## [WHAT THE TASK ASKS]
Give back the entries in full, exactly as they are written.

** Opening TASK INPUT block **

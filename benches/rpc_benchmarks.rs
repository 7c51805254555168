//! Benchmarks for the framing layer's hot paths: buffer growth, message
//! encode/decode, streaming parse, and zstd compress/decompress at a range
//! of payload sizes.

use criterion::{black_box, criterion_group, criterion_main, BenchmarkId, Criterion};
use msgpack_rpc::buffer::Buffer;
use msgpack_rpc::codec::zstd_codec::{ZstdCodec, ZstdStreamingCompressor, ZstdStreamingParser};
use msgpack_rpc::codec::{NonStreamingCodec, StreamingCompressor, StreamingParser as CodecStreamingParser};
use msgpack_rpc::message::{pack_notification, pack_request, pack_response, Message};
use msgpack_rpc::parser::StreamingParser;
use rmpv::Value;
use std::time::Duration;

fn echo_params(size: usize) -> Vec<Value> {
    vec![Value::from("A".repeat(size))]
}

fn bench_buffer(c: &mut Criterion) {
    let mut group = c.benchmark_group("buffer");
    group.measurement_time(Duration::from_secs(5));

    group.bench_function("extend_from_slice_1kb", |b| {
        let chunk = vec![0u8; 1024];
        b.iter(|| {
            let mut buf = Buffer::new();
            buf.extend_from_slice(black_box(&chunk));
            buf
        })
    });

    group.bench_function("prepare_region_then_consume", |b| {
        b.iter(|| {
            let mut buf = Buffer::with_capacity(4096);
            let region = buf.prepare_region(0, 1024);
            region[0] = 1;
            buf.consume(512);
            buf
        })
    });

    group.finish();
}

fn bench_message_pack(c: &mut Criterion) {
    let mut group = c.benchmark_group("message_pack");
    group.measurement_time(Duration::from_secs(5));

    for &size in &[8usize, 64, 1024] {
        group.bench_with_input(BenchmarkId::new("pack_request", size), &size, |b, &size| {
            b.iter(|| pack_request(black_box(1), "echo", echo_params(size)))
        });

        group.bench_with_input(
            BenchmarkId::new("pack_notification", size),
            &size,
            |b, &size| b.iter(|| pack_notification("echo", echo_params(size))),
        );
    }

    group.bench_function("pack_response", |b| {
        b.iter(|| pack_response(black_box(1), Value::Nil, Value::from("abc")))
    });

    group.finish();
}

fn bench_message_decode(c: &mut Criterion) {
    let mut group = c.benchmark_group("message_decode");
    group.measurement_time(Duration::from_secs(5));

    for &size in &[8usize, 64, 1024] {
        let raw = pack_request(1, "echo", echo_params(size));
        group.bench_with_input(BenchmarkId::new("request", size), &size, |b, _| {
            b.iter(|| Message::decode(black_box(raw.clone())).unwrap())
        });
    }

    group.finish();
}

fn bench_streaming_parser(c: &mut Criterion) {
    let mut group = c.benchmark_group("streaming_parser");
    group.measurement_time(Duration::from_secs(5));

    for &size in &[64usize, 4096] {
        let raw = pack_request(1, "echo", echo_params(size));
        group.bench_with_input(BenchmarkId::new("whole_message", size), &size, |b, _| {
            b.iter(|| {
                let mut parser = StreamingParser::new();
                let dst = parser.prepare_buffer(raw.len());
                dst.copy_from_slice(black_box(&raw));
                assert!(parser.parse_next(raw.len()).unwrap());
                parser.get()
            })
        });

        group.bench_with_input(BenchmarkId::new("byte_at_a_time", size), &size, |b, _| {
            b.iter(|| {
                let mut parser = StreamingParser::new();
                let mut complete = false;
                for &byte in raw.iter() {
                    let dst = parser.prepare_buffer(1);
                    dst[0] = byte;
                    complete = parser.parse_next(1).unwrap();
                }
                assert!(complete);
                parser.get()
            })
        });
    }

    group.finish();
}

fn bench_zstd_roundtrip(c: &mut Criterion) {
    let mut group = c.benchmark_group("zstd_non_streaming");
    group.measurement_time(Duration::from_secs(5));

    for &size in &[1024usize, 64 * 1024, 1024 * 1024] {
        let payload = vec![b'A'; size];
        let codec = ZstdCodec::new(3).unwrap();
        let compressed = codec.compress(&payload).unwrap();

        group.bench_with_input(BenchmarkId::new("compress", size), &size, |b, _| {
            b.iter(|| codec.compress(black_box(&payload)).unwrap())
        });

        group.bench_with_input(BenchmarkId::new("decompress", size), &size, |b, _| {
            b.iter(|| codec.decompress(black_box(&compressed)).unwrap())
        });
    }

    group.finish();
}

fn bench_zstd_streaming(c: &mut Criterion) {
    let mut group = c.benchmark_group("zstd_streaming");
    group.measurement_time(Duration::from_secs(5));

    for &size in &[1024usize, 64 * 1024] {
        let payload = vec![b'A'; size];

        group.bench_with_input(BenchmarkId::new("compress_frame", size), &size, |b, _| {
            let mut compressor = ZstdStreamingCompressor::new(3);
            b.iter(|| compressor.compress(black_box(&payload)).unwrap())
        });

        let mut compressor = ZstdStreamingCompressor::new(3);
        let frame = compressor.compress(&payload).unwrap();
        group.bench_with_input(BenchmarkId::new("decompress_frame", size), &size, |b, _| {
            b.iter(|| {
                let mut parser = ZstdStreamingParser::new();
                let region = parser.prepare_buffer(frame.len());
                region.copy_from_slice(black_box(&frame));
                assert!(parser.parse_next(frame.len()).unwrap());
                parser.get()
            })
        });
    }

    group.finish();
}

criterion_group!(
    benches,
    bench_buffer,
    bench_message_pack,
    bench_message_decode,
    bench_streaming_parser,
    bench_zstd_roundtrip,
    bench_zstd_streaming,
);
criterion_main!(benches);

** Closing TASK INPUT block **

## [SOLUTION TO THIS TASK]
filename benches/rpc_benchmarks.rs
repository 7c51805254555168
//! Benchmarks for the framing layer's hot paths: buffer growth, message
//! encode/decode, streaming parse, and zstd compress/decompress at a range
//! of payload sizes.

use criterion::{black_box, criterion_group, criterion_main, BenchmarkId, Criterion};
use msgpack_rpc::buffer::Buffer;
use msgpack_rpc::codec::zstd_codec::{ZstdCodec, ZstdStreamingCompressor, ZstdStreamingParser};
use msgpack_rpc::codec::{NonStreamingCodec, StreamingCompressor, StreamingParser as CodecStreamingParser};
use msgpack_rpc::message::{pack_notification, pack_request, pack_response, Message};
use msgpack_rpc::parser::StreamingParser;
use rmpv::Value;
use std::time::Duration;

fn echo_params(size: usize) -> Vec<Value> {
    vec![Value::from("A".repeat(size))]
}

fn bench_buffer(c: &mut Criterion) {
    let mut group = c.benchmark_group("buffer");
    group.measurement_time(Duration::from_secs(5));

    group.bench_function("extend_from_slice_1kb", |b| {
        let chunk = vec![0u8; 1024];
        b.iter(|| {
            let mut buf = Buffer::new();
            buf.extend_from_slice(black_box(&chunk));
            buf
        })
    });

    group.bench_function("prepare_region_then_consume", |b| {
        b.iter(|| {
            let mut buf = Buffer::with_capacity(4096);
            let region = buf.prepare_region(0, 1024);
            region[0] = 1;
            buf.consume(512);
            buf
        })
    });

    group.finish();
}

fn bench_message_pack(c: &mut Criterion) {
    let mut group = c.benchmark_group("message_pack");
    group.measurement_time(Duration::from_secs(5));

    for &size in &[8usize, 64, 1024] {
        group.bench_with_input(BenchmarkId::new("pack_request", size), &size, |b, &size| {
            b.iter(|| pack_request(black_box(1), "echo", echo_params(size)))
        });

        group.bench_with_input(
            BenchmarkId::new("pack_notification", size),
            &size,
            |b, &size| b.iter(|| pack_notification("echo", echo_params(size))),
        );
    }

    group.bench_function("pack_response", |b| {
        b.iter(|| pack_response(black_box(1), Value::Nil, Value::from("abc")))
    });

    group.finish();
}

fn bench_message_decode(c: &mut Criterion) {
    let mut group = c.benchmark_group("message_decode");
    group.measurement_time(Duration::from_secs(5));

    for &size in &[8usize, 64, 1024] {
        let raw = pack_request(1, "echo", echo_params(size));
        group.bench_with_input(BenchmarkId::new("request", size), &size, |b, _| {
            b.iter(|| Message::decode(black_box(raw.clone())).unwrap())
        });
    }

    group.finish();
}

fn bench_streaming_parser(c: &mut Criterion) {
    let mut group = c.benchmark_group("streaming_parser");
    group.measurement_time(Duration::from_secs(5));

    for &size in &[64usize, 4096] {
        let raw = pack_request(1, "echo", echo_params(size));
        group.bench_with_input(BenchmarkId::new("whole_message", size), &size, |b, _| {
            b.iter(|| {
                let mut parser = StreamingParser::new();
                let dst = parser.prepare_buffer(raw.len());
                dst.copy_from_slice(black_box(&raw));
                assert!(parser.parse_next(raw.len()).unwrap());
                parser.get()
            })
        });

        group.bench_with_input(BenchmarkId::new("byte_at_a_time", size), &size, |b, _| {
            b.iter(|| {
                let mut parser = StreamingParser::new();
                let mut complete = false;
                for &byte in raw.iter() {
                    let dst = parser.prepare_buffer(1);
                    dst[0] = byte;
                    complete = parser.parse_next(1).unwrap();
                }
                assert!(complete);
                parser.get()
            })
        });
    }

    group.finish();
}

fn bench_zstd_roundtrip(c: &mut Criterion) {
    let mut group = c.benchmark_group("zstd_non_streaming");
    group.measurement_time(Duration::from_secs(5));

    for &size in &[1024usize, 64 * 1024, 1024 * 1024] {
        let payload = vec![b'A'; size];
        let codec = ZstdCodec::new(3).unwrap();
        let compressed = codec.compress(&payload).unwrap();

        group.bench_with_input(BenchmarkId::new("compress", size), &size, |b, _| {
            b.iter(|| codec.compress(black_box(&payload)).unwrap())
        });

        group.bench_with_input(BenchmarkId::new("decompress", size), &size, |b, _| {
            b.iter(|| codec.decompress(black_box(&compressed)).unwrap())
        });
    }

    group.finish();
}

fn bench_zstd_streaming(c: &mut Criterion) {
    let mut group = c.benchmark_group("zstd_streaming");
    group.measurement_time(Duration::from_secs(5));

    for &size in &[1024usize, 64 * 1024] {
        let payload = vec![b'A'; size];

        group.bench_with_input(BenchmarkId::new("compress_frame", size), &size, |b, _| {
            let mut compressor = ZstdStreamingCompressor::new(3);
            b.iter(|| compressor.compress(black_box(&payload)).unwrap())
        });

        let mut compressor = ZstdStreamingCompressor::new(3);
        let frame = compressor.compress(&payload).unwrap();
        group.bench_with_input(BenchmarkId::new("decompress_frame", size), &size, |b, _| {
            b.iter(|| {
                let mut parser = ZstdStreamingParser::new();
                let region = parser.prepare_buffer(frame.len());
                region.copy_from_slice(black_box(&frame));
                assert!(parser.parse_next(frame.len()).unwrap());
                parser.get()
            })
        });
    }

    group.finish();
}

criterion_group!(
    benches,
    bench_buffer,
    bench_message_pack,
    bench_message_decode,
    bench_streaming_parser,
    bench_zstd_roundtrip,
    bench_zstd_streaming,
);
criterion_main!(benches);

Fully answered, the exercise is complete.